Again, if it wasn’t for the Washington stimulus, all of this wouldn’t have happened. We would continue to send gas to Europe through gas pipelines built under the USSR, modernise them (as proposed in 2004 to Ukraine within the framework of a three-party consortium), and build new branches (like how we wanted to build the “Yamal-Europe-2” gas pipeline, but the project was blocked by Poland “in the interests of Ukraine”). And we would remain dependent on the only buyer, and at the same time we would think about how to lure the population to Siberia and what to offer them besides the Far Eastern hectare.

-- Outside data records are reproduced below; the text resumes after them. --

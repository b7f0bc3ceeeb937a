use lazy_static::lazy_static;
use regex::Regex;

use super::User;
use crate::db::Db;
use crate::error::ModelError;
use crate::validation::{is_blank, Errors};

pub const MAX_NAME_CHARS: usize = 50;
pub const MAX_EMAIL_CHARS: usize = 255;
pub const MIN_PASSWORD_CHARS: usize = 6;

pub(crate) const EMAIL_TAKEN: &str = "email has already been taken";

pub(crate) fn is_valid_email(email: &str) -> bool {
    lazy_static! {
        static ref EMAIL_RE: Regex =
            Regex::new(r"(?i)^[\w+\-.]+@[a-z\d\-]+(\.[a-z\d\-]+)*\.[a-z]+$").unwrap();
    }
    EMAIL_RE.is_match(email)
}

/// Empty strings count as "no value" for password comparisons.
fn present(value: &Option<String>) -> Option<&str> {
    value.as_deref().filter(|v| !v.is_empty())
}

impl User {
    /// Every rule that does not need the datastore.
    pub(crate) fn field_errors(&self) -> Errors {
        let mut errors = Errors::new();

        if is_blank(&self.name) {
            errors.add("name", "name can't be blank");
        }
        if self.name.chars().count() > MAX_NAME_CHARS {
            errors.add("name", "name is too long");
        }

        if is_blank(&self.email) {
            errors.add("email", "email can't be blank");
        }
        if self.email.chars().count() > MAX_EMAIL_CHARS {
            errors.add("email", "email is too long");
        }
        if !self.email.is_empty() && !is_valid_email(&self.email) {
            errors.add("email", "email is invalid");
        }

        // Existing users may leave the password out entirely.
        let password = present(&self.password);
        let must_check = self.is_new() || password.is_some();
        let mut good_password = true;
        if must_check {
            match password {
                Some(p) if !is_blank(p) => {
                    if p.chars().count() < MIN_PASSWORD_CHARS {
                        good_password = false;
                        errors.add("password", "password is too short");
                    }
                }
                _ => {
                    good_password = false;
                    errors.add("password", "password can't be blank");
                }
            }
        }
        if good_password && password != present(&self.password_confirmation) {
            errors.add(
                "password_confirmation",
                "password confirmation doesn't match password",
            );
        }

        errors
    }

    /// Runs every validation rule, replacing `errors`.
    pub async fn valid(&mut self, db: &Db) -> Result<bool, ModelError> {
        let mut errors = self.field_errors();
        if !self.email.is_empty() && self.email_taken(db).await? {
            errors.add("email", EMAIL_TAKEN);
        }
        self.errors = errors;
        Ok(self.errors.is_empty())
    }

    /// Whether another user already holds this email (case-insensitive).
    async fn email_taken(&self, db: &Db) -> Result<bool, ModelError> {
        let holders = User::where_email(db, &self.email).await?;
        Ok(holders.iter().any(|u| u.id != self.id))
    }
}
//! Account mail: activation links and password reset links.

use std::sync::Arc;

use anyhow::Context;
use async_trait::async_trait;
use tracing::info;
use url::Url;

use crate::config::MailConfig;
use crate::users::User;

#[derive(Debug, Clone, PartialEq, Eq)]
pub struct Message {
    pub subject: String,
    pub from: String,
    pub to: Vec<String>,
    pub text_body: String,
    pub html_body: String,
}

#[async_trait]
pub trait MailDelivery: Send + Sync {
    async fn deliver(&self, message: &Message) -> anyhow::Result<()>;
}

/// Writes outgoing mail to the log instead of sending it.
#[derive(Debug, Clone, Copy, Default)]
pub struct LogDelivery;

#[async_trait]
impl MailDelivery for LogDelivery {
    async fn deliver(&self, message: &Message) -> anyhow::Result<()> {
        info!(
            to = ?message.to,
            subject = %message.subject,
            body = %message.text_body,
            "mail delivered"
        );
        Ok(())
    }
}

#[derive(Clone)]
pub struct UserMailer {
    sender: String,
    base_url: Url,
    delivery: Arc<dyn MailDelivery>,
}

impl UserMailer {
    pub fn new(config: &MailConfig, delivery: Arc<dyn MailDelivery>) -> anyhow::Result<Self> {
        let mut base_url = Url::parse(&config.base_url)
            .with_context(|| format!("invalid APP_BASE_URL: {}", config.base_url))?;
        // Relative joins replace the last segment unless the path ends in '/'.
        if !base_url.path().ends_with('/') {
            let path = format!("{}/", base_url.path());
            base_url.set_path(&path);
        }
        Ok(Self {
            sender: config.sender.clone(),
            base_url,
            delivery,
        })
    }

    /// `<base>/<path>/<token>?email=<escaped email>`, keeping any path prefix
    /// of the base URL.
    fn token_link(&self, path: &str, token: &str, email: &str) -> anyhow::Result<Url> {
        let mut url = self
            .base_url
            .join(&format!("{path}/{token}"))
            .context("building mail link")?;
        url.query_pairs_mut().append_pair("email", email);
        Ok(url)
    }

    fn message(&self, user: &User, subject: &str, text_body: String, html_body: String) -> Message {
        Message {
            subject: subject.to_string(),
            from: self.sender.clone(),
            to: vec![user.email.clone()],
            text_body,
            html_body,
        }
    }

    pub fn account_activation(&self, user: &User) -> anyhow::Result<Message> {
        let token = user
            .activation_token
            .as_deref()
            .context("user has no activation token")?;
        let link = self.token_link("account_activations", token, &user.email)?;
        let text = format!(
            "Hi {name},\n\nWelcome to the Sample App! Click on the link below to activate your account:\n\n{link}\n",
            name = user.name,
        );
        let html = format!(
            "<h1>Sample App</h1>\n<p>Hi {name},</p>\n<p>Welcome to the Sample App! Click on the link below to activate your account:</p>\n<a href=\"{link}\">Activate</a>\n",
            name = user.name,
        );
        Ok(self.message(user, "Account activation", text, html))
    }

    pub fn password_reset(&self, user: &User) -> anyhow::Result<Message> {
        let token = user
            .reset_token
            .as_deref()
            .context("user has no reset token")?;
        let link = self.token_link("password_resets", token, &user.email)?;
        let text = format!(
            "To reset your password click the link below:\n\n{link}\n\nThis link will expire in two hours.\n\nIf you did not request your password to be reset, please ignore this email and your password will stay as it is.\n"
        );
        let html = format!(
            "<h1>Password reset</h1>\n<p>To reset your password click the link below:</p>\n<a href=\"{link}\">Reset password</a>\n<p>This link will expire in two hours.</p>\n<p>If you did not request your password to be reset, please ignore this email and your password will stay as it is.</p>\n"
        );
        Ok(self.message(user, "Password reset", text, html))
    }

    pub async fn send_account_activation(&self, user: &User) -> anyhow::Result<()> {
        let message = self.account_activation(user)?;
        self.delivery.deliver(&message).await
    }

    pub async fn send_password_reset(&self, user: &User) -> anyhow::Result<()> {
        let message = self.password_reset(user)?;
        self.delivery.deliver(&message).await
    }
}

/// Keeps delivered messages for inspection in tests.
#[cfg(test)]
#[derive(Debug, Clone, Default)]
pub struct Outbox {
    sent: Arc<std::sync::Mutex<Vec<Message>>>,
}

#[cfg(test)]
impl Outbox {
    pub fn messages(&self) -> Vec<Message> {
        self.sent.lock().unwrap().clone()
    }

    pub fn last(&self) -> Option<Message> {
        self.sent.lock().unwrap().last().cloned()
    }
}

#[cfg(test)]
#[async_trait]
impl MailDelivery for Outbox {
    async fn deliver(&self, message: &Message) -> anyhow::Result<()> {
        self.sent.lock().unwrap().push(message.clone());
        Ok(())
    }
}

#[cfg(test)]
mod tests {
    use super::*;
    use crate::credentials::new_token;

    fn mailer_at(base_url: &str, outbox: &Outbox) -> UserMailer {
        let config = MailConfig {
            sender: "noreply@example.com".into(),
            base_url: base_url.into(),
        };
        UserMailer::new(&config, Arc::new(outbox.clone())).unwrap()
    }

    fn mailer(outbox: &Outbox) -> UserMailer {
        mailer_at("http://localhost:8080", outbox)
    }

    fn michael() -> User {
        User::new("Michael Example", "michael+test@example.com", "password", "password")
    }

    #[test]
    fn account_activation_embeds_token_and_escaped_email() {
        let mut user = michael();
        user.activation_token = Some(new_token());
        let msg = mailer(&Outbox::default()).account_activation(&user).unwrap();

        assert_eq!(msg.subject, "Account activation");
        assert_eq!(msg.to, vec![user.email.clone()]);
        assert_eq!(msg.from, "noreply@example.com");
        assert!(msg.text_body.contains("Michael Example"));
        assert!(msg.text_body.contains(user.activation_token.as_deref().unwrap()));
        assert!(msg.text_body.contains("email=michael%2Btest%40example.com"));
        assert!(msg.html_body.contains("/account_activations/"));
    }

    #[test]
    fn password_reset_embeds_token_and_escaped_email() {
        let mut user = michael();
        user.reset_token = Some(new_token());
        let msg = mailer(&Outbox::default()).password_reset(&user).unwrap();

        assert_eq!(msg.subject, "Password reset");
        assert_eq!(msg.to, vec![user.email.clone()]);
        assert_eq!(msg.from, "noreply@example.com");
        assert!(msg.text_body.contains(user.reset_token.as_deref().unwrap()));
        assert!(msg.text_body.contains("michael%2Btest%40example.com"));
    }

    #[test]
    fn links_keep_the_base_path() {
        let mut user = michael();
        user.activation_token = Some("tok".into());
        user.reset_token = Some("tok".into());

        for base in ["https://example.com/api/v1", "https://example.com/api/v1/"] {
            let mailer = mailer_at(base, &Outbox::default());
            let activation = mailer.account_activation(&user).unwrap();
            assert!(activation.text_body.contains(
                "https://example.com/api/v1/account_activations/tok?email=michael%2Btest%40example.com"
            ));
            let reset = mailer.password_reset(&user).unwrap();
            assert!(reset
                .text_body
                .contains("https://example.com/api/v1/password_resets/tok?email="));
        }
    }

    #[test]
    fn missing_token_is_an_error() {
        let err = mailer(&Outbox::default()).password_reset(&michael()).unwrap_err();
        assert!(err.to_string().contains("reset token"));
    }

    #[test]
    fn rejects_an_unparseable_base_url() {
        let config = MailConfig {
            sender: "noreply@example.com".into(),
            base_url: "not a url".into(),
        };
        assert!(UserMailer::new(&config, Arc::new(LogDelivery)).is_err());
    }

    #[tokio::test]
    async fn send_hands_the_message_to_delivery() {
        let outbox = Outbox::default();
        let mut user = michael();
        user.activation_token = Some(new_token());
        mailer(&outbox).send_account_activation(&user).await.unwrap();

        assert_eq!(outbox.messages().len(), 1);
        assert_eq!(outbox.last().unwrap().subject, "Account activation");
    }
}
use axum::{
    http::StatusCode,
    response::{IntoResponse, Response},
    Json,
};
use serde_json::json;
use thiserror::Error;
use tracing::error;

use crate::credentials::CredentialError;
use crate::datastore::StoreError;
use crate::validation::Errors;

/// Failures of model operations that are not validation outcomes.
#[derive(Error, Debug)]
pub enum ModelError {
    #[error(transparent)]
    Store(#[from] StoreError),

    #[error(transparent)]
    Credential(#[from] CredentialError),

    #[error("{kind} {id} no longer exists")]
    Missing { kind: &'static str, id: i64 },

    #[error("{kind} has not been saved yet")]
    Unsaved { kind: &'static str },

    #[error("write of {kind} {id} was not applied")]
    NotApplied { kind: &'static str, id: i64 },
}

#[derive(Error, Debug)]
pub enum AppError {
    #[error("validation failed")]
    Invalid(Errors),

    #[error("{0}")]
    BadRequest(&'static str),

    #[error("{0}")]
    Unauthorized(&'static str),

    #[error("{0}")]
    Forbidden(&'static str),

    #[error("{0}")]
    NotFound(&'static str),

    #[error("{0}")]
    Gone(&'static str),

    #[error(transparent)]
    Model(#[from] ModelError),

    #[error("Internal error: {0}")]
    Internal(#[from] anyhow::Error),
}

impl IntoResponse for AppError {
    fn into_response(self) -> Response {
        let status = match &self {
            AppError::Invalid(_) => StatusCode::UNPROCESSABLE_ENTITY,
            AppError::BadRequest(_) => StatusCode::BAD_REQUEST,
            AppError::Unauthorized(_) => StatusCode::UNAUTHORIZED,
            AppError::Forbidden(_) => StatusCode::FORBIDDEN,
            AppError::NotFound(_) => StatusCode::NOT_FOUND,
            AppError::Gone(_) => StatusCode::GONE,
            AppError::Model(ModelError::Missing { .. }) => StatusCode::NOT_FOUND,
            AppError::Model(ModelError::Store(StoreError::Aborted)) => StatusCode::CONFLICT,
            AppError::Model(_) | AppError::Internal(_) => StatusCode::INTERNAL_SERVER_ERROR,
        };

        let body = match self {
            AppError::Invalid(errors) => json!({ "errors": errors }),
            other => {
                if status.is_server_error() {
                    error!(error = %other, "request failed");
                }
                json!({ "error": other.to_string() })
            }
        };
        (status, Json(body)).into_response()
    }
}
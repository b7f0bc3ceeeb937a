//! User accounts: validation, persistence with a transactional email index,
//! credential tokens and the follow graph.

pub mod dto;
pub mod handlers;
mod model;
mod repo;
mod social;
mod tokens;
mod validation;

use axum::Router;

use crate::state::AppState;

pub use model::{Attribute, Column, User};
pub use tokens::TokenKind;

pub fn router() -> Router<AppState> {
    handlers::routes()
}
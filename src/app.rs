use std::net::SocketAddr;

use anyhow::Context;
use axum::{routing::get, Router};
use tower_http::{cors::CorsLayer, trace::TraceLayer};

use crate::state::AppState;
use crate::{account, microposts, relationships, sessions, users};

pub fn build_app(state: AppState) -> Router {
    Router::new()
        .nest(
            "/api/v1",
            Router::new()
                .merge(users::router())
                .merge(sessions::router())
                .merge(account::router())
                .merge(microposts::router())
                .merge(relationships::router())
                .route("/health", get(|| async { "ok" })),
        )
        .with_state(state)
        .layer(CorsLayer::permissive())
        .layer(
            TraceLayer::new_for_http()
                .make_span_with(|req: &axum::http::Request<_>| {
                    let method = req.method().clone();
                    let uri = req.uri().clone();
                    tracing::info_span!("http_request", %method, uri = %uri, status = tracing::field::Empty)
                })
                .on_response(
                    |res: &axum::http::Response<_>,
                     _latency: std::time::Duration,
                     span: &tracing::Span| {
                        let status = res.status();
                        span.record("status", tracing::field::display(status));
                        if status.is_server_error() {
                            tracing::error!(%status, "response");
                        } else {
                            tracing::info!(%status, "response");
                        }
                    },
                ),
        )
}

/// Serves until Ctrl-C, then lets in-flight requests finish.
pub async fn serve(app: Router, addr: SocketAddr) -> anyhow::Result<()> {
    let listener = tokio::net::TcpListener::bind(addr)
        .await
        .with_context(|| format!("binding {addr}"))?;
    tracing::info!(%addr, "sampleapp listening");
    axum::serve(listener, app)
        .with_graceful_shutdown(async {
            if let Err(e) = tokio::signal::ctrl_c().await {
                tracing::error!(error = %e, "shutdown signal handler failed");
            }
            tracing::info!("shutting down");
        })
        .await?;
    Ok(())
}
use serde::{Deserialize, Serialize};

#[derive(Debug, Deserialize)]
pub struct EmailQuery {
    pub email: String,
}

#[derive(Debug, Deserialize)]
pub struct ResetRequest {
    pub email: String,
}

#[derive(Debug, Deserialize)]
pub struct NewPasswordRequest {
    pub email: String,
    pub password: String,
    pub password_confirmation: String,
}

#[derive(Debug, Serialize)]
pub struct Notice {
    pub message: &'static str,
}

In general it turned out like after the end the Great Patriotic War. Our allies, doing everything to weaken the USSR, have made it a superpower. Even now, the United States, in an attempt to weaken Russia, has forced it into an asymmetric response that has only improved Russia’s economic position. And we haven’t even mentioned the growing domestic oil and gas processing, which allows to develop a large part of raw materials within Russia, sending abroad products with high added value. Stimulus is a great thing.